**** Exercise materials ****

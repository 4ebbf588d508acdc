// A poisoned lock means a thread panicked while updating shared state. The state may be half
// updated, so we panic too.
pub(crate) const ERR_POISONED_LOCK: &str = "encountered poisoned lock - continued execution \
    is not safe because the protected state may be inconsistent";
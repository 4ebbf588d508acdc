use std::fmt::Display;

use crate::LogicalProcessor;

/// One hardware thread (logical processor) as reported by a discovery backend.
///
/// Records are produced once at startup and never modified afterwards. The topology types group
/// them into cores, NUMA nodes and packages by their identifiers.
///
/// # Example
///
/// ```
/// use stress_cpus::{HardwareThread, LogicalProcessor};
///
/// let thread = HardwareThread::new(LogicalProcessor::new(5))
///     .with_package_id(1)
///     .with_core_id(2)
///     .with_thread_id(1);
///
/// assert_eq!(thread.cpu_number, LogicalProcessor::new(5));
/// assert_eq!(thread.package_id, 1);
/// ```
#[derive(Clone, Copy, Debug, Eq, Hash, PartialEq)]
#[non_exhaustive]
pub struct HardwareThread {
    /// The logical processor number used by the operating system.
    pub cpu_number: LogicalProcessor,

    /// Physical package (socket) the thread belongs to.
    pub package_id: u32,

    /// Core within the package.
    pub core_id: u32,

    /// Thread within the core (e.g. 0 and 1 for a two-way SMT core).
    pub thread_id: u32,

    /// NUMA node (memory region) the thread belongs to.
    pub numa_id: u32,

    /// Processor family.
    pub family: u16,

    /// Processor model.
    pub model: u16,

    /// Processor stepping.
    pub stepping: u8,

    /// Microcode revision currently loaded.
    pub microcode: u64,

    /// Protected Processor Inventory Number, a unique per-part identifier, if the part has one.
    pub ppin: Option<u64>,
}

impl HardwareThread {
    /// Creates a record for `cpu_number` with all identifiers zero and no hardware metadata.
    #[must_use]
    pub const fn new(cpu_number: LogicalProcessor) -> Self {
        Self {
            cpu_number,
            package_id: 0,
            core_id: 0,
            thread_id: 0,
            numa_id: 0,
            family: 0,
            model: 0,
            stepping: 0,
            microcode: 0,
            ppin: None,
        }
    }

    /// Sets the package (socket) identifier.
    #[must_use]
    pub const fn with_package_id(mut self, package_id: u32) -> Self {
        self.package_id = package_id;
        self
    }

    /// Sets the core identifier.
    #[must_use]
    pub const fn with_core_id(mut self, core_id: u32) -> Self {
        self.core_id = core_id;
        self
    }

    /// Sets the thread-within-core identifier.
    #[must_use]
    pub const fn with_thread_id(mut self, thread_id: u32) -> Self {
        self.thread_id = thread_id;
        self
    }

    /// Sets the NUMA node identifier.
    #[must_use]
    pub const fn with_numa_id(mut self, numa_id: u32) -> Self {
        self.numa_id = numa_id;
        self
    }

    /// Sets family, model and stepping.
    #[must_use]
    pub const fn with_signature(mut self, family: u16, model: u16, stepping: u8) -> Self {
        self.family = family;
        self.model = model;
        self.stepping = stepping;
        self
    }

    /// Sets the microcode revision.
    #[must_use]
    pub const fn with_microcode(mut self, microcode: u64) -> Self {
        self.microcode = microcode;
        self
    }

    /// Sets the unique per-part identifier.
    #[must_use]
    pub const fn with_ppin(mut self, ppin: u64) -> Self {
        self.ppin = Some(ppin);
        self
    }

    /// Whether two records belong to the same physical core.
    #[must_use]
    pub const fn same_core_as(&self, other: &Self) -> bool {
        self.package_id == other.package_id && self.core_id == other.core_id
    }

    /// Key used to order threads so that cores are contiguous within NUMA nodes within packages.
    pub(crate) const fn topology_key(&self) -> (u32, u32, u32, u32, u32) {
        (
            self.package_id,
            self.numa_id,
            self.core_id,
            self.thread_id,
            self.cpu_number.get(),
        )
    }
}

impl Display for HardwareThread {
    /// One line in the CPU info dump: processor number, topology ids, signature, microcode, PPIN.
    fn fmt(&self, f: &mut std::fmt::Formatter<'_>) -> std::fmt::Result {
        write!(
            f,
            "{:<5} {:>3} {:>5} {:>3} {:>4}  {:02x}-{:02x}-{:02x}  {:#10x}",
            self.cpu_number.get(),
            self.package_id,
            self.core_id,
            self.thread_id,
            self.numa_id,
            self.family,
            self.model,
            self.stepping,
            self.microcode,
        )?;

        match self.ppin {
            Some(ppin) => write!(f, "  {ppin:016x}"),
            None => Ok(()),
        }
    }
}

****

#### [Your instructions]
Copy out every line in the listing where the word "used" appears.

#### [Exercise result]
    /// The logical processor number used by the operating system.
    /// Key used to order threads so that cores are contiguous within NUMA nodes within packages.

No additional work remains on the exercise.